Problem statement:
For this exercise, restate word for word only the lines from the first line of the data to the line containing "use std::fs;".

Data extracted from a collection
#####

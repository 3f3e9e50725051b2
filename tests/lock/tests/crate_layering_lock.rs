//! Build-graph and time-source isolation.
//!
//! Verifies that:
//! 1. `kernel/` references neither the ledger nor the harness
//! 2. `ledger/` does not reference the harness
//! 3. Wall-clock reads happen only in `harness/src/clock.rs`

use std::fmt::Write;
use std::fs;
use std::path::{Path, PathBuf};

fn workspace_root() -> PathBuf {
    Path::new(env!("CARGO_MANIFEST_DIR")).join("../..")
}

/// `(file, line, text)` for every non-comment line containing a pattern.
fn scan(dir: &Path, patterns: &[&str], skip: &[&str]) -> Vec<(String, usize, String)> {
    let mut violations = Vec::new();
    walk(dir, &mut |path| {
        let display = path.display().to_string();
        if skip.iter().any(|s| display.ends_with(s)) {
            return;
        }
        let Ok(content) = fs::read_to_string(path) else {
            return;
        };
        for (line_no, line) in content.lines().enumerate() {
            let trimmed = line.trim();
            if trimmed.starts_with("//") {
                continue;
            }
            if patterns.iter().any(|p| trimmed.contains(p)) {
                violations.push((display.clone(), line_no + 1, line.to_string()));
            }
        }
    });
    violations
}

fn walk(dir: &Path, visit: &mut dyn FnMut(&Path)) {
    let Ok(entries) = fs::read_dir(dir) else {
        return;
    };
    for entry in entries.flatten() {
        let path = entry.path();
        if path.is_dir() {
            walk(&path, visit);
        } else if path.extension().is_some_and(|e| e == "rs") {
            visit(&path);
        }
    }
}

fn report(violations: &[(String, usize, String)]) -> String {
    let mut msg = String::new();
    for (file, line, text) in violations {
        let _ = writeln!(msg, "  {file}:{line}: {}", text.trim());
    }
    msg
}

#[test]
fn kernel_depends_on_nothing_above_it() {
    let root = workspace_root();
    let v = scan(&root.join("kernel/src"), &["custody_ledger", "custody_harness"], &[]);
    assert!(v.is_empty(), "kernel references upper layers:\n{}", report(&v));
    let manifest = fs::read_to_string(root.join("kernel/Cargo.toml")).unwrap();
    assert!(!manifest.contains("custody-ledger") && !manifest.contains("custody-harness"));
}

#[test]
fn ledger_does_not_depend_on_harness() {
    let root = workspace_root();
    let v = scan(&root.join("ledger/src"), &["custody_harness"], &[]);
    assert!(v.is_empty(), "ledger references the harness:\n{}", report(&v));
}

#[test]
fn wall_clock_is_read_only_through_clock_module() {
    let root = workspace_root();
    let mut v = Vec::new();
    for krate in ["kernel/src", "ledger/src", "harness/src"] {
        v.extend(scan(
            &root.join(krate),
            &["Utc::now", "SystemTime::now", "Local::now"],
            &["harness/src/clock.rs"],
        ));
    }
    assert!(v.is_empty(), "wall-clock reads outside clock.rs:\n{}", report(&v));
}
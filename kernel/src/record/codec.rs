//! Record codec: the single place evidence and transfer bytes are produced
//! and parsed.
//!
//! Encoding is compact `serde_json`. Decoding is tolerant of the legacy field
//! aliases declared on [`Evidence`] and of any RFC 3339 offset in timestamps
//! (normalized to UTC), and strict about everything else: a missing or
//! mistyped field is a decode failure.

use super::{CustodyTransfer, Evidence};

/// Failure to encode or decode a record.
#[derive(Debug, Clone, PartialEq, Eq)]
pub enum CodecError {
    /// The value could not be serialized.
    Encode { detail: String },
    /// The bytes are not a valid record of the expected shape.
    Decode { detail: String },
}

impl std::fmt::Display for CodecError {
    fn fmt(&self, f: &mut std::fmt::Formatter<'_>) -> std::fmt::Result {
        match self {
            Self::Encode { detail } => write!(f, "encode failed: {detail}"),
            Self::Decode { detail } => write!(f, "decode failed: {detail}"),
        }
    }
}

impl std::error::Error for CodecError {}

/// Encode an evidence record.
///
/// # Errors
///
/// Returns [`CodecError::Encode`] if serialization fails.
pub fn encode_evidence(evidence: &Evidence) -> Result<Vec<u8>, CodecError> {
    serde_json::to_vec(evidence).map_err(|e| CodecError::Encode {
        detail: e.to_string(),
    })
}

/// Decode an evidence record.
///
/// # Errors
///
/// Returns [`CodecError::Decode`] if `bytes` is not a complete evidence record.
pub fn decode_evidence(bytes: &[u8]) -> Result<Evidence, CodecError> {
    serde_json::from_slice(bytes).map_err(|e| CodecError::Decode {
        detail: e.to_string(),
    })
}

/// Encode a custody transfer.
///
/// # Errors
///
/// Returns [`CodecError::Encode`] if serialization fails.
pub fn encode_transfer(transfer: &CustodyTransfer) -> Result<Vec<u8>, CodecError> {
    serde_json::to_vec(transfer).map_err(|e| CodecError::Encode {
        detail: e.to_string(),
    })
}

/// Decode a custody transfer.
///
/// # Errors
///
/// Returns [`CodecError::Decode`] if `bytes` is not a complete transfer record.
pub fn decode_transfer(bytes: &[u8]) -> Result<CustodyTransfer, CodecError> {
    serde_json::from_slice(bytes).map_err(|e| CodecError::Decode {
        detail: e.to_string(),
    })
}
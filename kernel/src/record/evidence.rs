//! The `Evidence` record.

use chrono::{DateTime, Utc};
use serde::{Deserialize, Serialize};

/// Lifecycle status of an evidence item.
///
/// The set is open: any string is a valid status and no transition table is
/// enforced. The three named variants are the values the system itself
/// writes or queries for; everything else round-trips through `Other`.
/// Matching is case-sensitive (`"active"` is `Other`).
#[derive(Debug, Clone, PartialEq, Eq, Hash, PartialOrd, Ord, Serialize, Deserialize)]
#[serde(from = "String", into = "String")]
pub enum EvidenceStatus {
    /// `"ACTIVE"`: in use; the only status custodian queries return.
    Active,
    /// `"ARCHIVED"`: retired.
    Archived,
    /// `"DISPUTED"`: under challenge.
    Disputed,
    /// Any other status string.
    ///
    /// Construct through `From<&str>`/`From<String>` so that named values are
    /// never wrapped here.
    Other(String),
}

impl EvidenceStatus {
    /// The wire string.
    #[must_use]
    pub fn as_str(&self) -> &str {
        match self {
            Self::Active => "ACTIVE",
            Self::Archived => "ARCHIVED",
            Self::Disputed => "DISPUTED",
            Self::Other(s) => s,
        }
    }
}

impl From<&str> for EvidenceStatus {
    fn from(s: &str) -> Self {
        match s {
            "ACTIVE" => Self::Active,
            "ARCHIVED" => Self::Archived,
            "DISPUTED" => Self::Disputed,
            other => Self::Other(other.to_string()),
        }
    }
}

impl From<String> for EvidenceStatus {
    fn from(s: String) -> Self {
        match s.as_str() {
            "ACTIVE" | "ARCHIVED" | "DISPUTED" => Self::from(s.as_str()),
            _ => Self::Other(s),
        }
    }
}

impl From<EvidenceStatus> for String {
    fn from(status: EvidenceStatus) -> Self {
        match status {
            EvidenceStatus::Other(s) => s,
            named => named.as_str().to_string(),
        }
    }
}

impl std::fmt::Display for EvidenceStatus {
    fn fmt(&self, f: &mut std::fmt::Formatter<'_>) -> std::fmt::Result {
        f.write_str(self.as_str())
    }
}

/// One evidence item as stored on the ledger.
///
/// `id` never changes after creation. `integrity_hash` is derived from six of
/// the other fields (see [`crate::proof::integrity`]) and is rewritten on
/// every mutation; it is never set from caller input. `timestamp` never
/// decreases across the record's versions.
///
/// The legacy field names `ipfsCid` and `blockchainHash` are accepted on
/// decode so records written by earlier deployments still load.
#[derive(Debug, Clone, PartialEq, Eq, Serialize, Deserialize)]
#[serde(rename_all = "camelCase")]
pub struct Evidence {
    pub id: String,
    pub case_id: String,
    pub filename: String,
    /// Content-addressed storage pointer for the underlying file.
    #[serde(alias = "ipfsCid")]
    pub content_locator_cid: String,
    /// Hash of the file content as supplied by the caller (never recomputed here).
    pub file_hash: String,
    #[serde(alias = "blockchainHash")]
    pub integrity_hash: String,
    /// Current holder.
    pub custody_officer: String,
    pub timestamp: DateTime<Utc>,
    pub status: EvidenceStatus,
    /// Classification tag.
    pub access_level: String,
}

#####

Response:
repository 3f3e9e50725051b2
filename tests/lock/tests/crate_layering_lock.rs
//! Build-graph and time-source isolation.
//!
//! Verifies that:
//! 1. `kernel/` references neither the ledger nor the harness
//! 2. `ledger/` does not reference the harness
//! 3. Wall-clock reads happen only in `harness/src/clock.rs`

use std::fmt::Write;
use std::fs;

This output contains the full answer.